Rocca analizza i passaggi fondamentali nell’evoluzione del movimento neocon. Dalla rottura con il partito democratico, ai tempi della guerra del Vietnam, inizia la marcia di avvicinamento al partito repubblicano. Parabola che culminerà nella presidenza di Ronald Reagan, appunto un rivoluzionario democratico. Come un fiume carsico, i neoconservatori riemergono quando sembrano ormai scomparsi, travolti dalla “fine della storia”. Così, quando Bush l’isolazionista cerca una strategia per fronteggiare il Nemico, che ha portato la guerra nelle strade delle città americane, i neocon saranno là ad attenderlo. Per trasformarlo in Bush l’interventista democratico. Per l’amministrazione di Washington, esportare l’America diventa allora uno strumento di autodifesa. Anche in questo caso, una citazione diventa chiave di lettura: “Non lo facciamo per altruismo – scrive Steven Den Beste – Non stiamo cercando di esportare una democrazia liberale di tipo occidentale perché siamo missionari. Stiamo riformando l’Iraq per nostro stretto interesse. Dobbiamo promuovere una riforma nel mondo arabo-musulmano perché, nel lungo termine, è l’unica strada per fare in modo che la smettano di tentare di ucciderci”.
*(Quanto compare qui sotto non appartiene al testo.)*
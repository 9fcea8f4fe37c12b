//! Sequential workflow runner
//!
//! Each step is one agent turn. The step input carries the original request,
//! the previous step's output and the step instructions. The first failing
//! step stops the run; completed steps are kept and returned with the
//! failure.

use crate::agent::{AgentExecutor, CancelToken, EventSink, TurnRequest};
use crate::catalog::AgentCatalog;
use crate::errors::{AgentError, Result};
use crate::types::{NewConversation, NewMessage, Workflow, WorkflowRunResult};
use std::sync::Arc;
use std::time::Instant;
use tracing::{info, warn};
use uuid::Uuid;

/// A workflow run request
#[derive(Debug, Clone, PartialEq)]
pub struct WorkflowRequest {
    pub workflow_slug: String,
    pub input: String,
    pub user_id: String,
    /// Run inside an existing conversation instead of creating one
    pub conversation_id: Option<Uuid>,
    pub folder_id: Option<String>,
}

impl WorkflowRequest {
    pub fn new(
        workflow_slug: impl Into<String>,
        user_id: impl Into<String>,
        input: impl Into<String>,
    ) -> Self {
        Self {
            workflow_slug: workflow_slug.into(),
            input: input.into(),
            user_id: user_id.into(),
            conversation_id: None,
            folder_id: None,
        }
    }

    pub fn in_conversation(mut self, conversation_id: Uuid) -> Self {
        self.conversation_id = Some(conversation_id);
        self
    }

    pub fn with_folder(mut self, folder_id: Option<String>) -> Self {
        self.folder_id = folder_id;
        self
    }
}

/// Input handed to one step
pub fn compose_step_input(
    original: &str,
    previous: Option<(&str, &str)>,
    instructions: Option<&str>,
) -> String {
    let mut input = String::new();
    if let Some(instructions) = instructions {
        input.push_str(instructions);
        input.push_str("\n\n");
    }
    input.push_str("Solicitação original:\n");
    input.push_str(original);
    if let Some((agent_slug, output)) = previous {
        input.push_str(&format!("\n\nResultado da etapa anterior ({}):\n", agent_slug));
        input.push_str(output);
    }
    input
}

#[derive(Clone)]
pub struct WorkflowEngine {
    executor: AgentExecutor,
    catalog: Arc<AgentCatalog>,
}

impl WorkflowEngine {
    pub fn new(executor: AgentExecutor, catalog: Arc<AgentCatalog>) -> Self {
        Self { executor, catalog }
    }

    pub async fn run(&self, request: WorkflowRequest) -> Result<WorkflowRunResult> {
        self.run_with(request, &EventSink::disabled(), CancelToken::never())
            .await
    }

    /// Run every step in order, stopping at the first failure
    pub async fn run_with(
        &self,
        request: WorkflowRequest,
        events: &EventSink,
        cancel: CancelToken,
    ) -> Result<WorkflowRunResult> {
        let workflow = self.catalog.workflow(&request.workflow_slug)?;
        let agents = self.catalog.resolve_sequence(workflow)?;
        if request.input.trim().is_empty() {
            return Err(AgentError::Validation("workflow input is empty".to_string()));
        }

        let conversation_id = self.open_conversation(workflow, &request).await?;
        self.executor
            .conversations()
            .append_message(conversation_id, NewMessage::user(&request.input))
            .await?;

        let started = Instant::now();
        let mut result = WorkflowRunResult {
            workflow_slug: workflow.slug.clone(),
            conversation_id,
            output: None,
            steps_completed: 0,
            total_steps: agents.len(),
            total_tokens: 0,
            execution_ids: Vec::with_capacity(agents.len()),
            failure: None,
        };
        info!(
            workflow = %workflow.slug,
            %conversation_id,
            steps = agents.len(),
            "workflow started"
        );

        let mut previous: Option<(String, String)> = None;
        for (index, agent) in agents.into_iter().enumerate() {
            let step = workflow.step_config(&agent.slug);
            let input = compose_step_input(
                &request.input,
                previous.as_ref().map(|(slug, out)| (slug.as_str(), out.as_str())),
                step.and_then(|s| s.instructions.as_deref()),
            );
            let turn = TurnRequest::workflow_step(
                conversation_id,
                Some(request.user_id.clone()),
                &workflow.slug,
                index,
                input,
            )
            .with_max_tool_iterations(step.and_then(|s| s.max_tool_iterations));

            match self.executor.run(agent, turn, events, cancel.clone()).await {
                Ok(outcome) => {
                    info!(
                        workflow = %workflow.slug,
                        step = index + 1,
                        agent = %agent.slug,
                        tokens = outcome.tokens_used,
                        "workflow step completed"
                    );
                    result.execution_ids.push(outcome.execution_id);
                    result.total_tokens += outcome.tokens_used;
                    result.steps_completed += 1;
                    result.output = Some(outcome.output.clone());
                    previous = Some((agent.slug.clone(), outcome.output));
                }
                Err(AgentError::ExecutionFailed(failure)) => {
                    warn!(
                        workflow = %workflow.slug,
                        step = index + 1,
                        agent = %agent.slug,
                        error = %failure.message,
                        "workflow step failed, stopping"
                    );
                    result.execution_ids.push(failure.execution_id);
                    result.total_tokens += failure.tokens_used;
                    result.failure = Some(*failure);
                    break;
                }
                Err(e) => return Err(e),
            }
        }

        info!(
            workflow = %workflow.slug,
            %conversation_id,
            steps_completed = result.steps_completed,
            total_steps = result.total_steps,
            total_tokens = result.total_tokens,
            duration_ms = started.elapsed().as_millis() as u64,
            success = result.is_success(),
            "workflow finished"
        );
        Ok(result)
    }

    async fn open_conversation(&self, workflow: &Workflow, request: &WorkflowRequest) -> Result<Uuid> {
        let conversations = self.executor.conversations();
        match request.conversation_id {
            Some(id) => {
                let conversation = conversations.get(id).await?;
                if !conversation.is_active {
                    return Err(AgentError::not_found("Conversation", id.to_string()));
                }
                if conversation.user_id != request.user_id {
                    return Err(AgentError::Permission(format!(
                        "conversation {} belongs to another user",
                        id
                    )));
                }
                Ok(id)
            }
            None => {
                let conversation = conversations
                    .create(
                        NewConversation::workflow(&request.user_id)
                            .with_folder(request.folder_id.clone())
                            .with_title(Some(workflow.name.clone())),
                    )
                    .await?;
                Ok(conversation.id)
            }
        }
    }
}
Da Robert Kagan a William Kristol (figlio di Irving) da Michael Leeden a Mark Gerson, il manuale di Rocca offre una vasta gamma di riflessioni sul neoconservatorismo americano, facendo parlare gli stessi protagonisti. Ma non manca un capitolo dedicato alla “sinistra che non abdica”. A quei liberal, come Paul Berman e Christopher Hitchens, che considerano la guerra a Saddam Hussein non un rigurgito imperialista, ma una guerra antifascista. Come sessant’anni fa, nella Vecchia Europa. Ampio spazio viene poi riservato alla battaglia cruciale della ricostruzione irachena con documenti del governo provvisorio di Baghdad, che, in Italia, soltanto il giornale di Giuliano Ferrara s’è preso la briga di pubblicare. Nelle centottanta pagine di “Esportare l’America”, la parola petrolio compare forse in un paio di occasioni. Democrazia, diverse decine di volte. Forse, sta proprio qui il significato, tra rischi ed opportunità, della rivoluzione dei neoconservatori.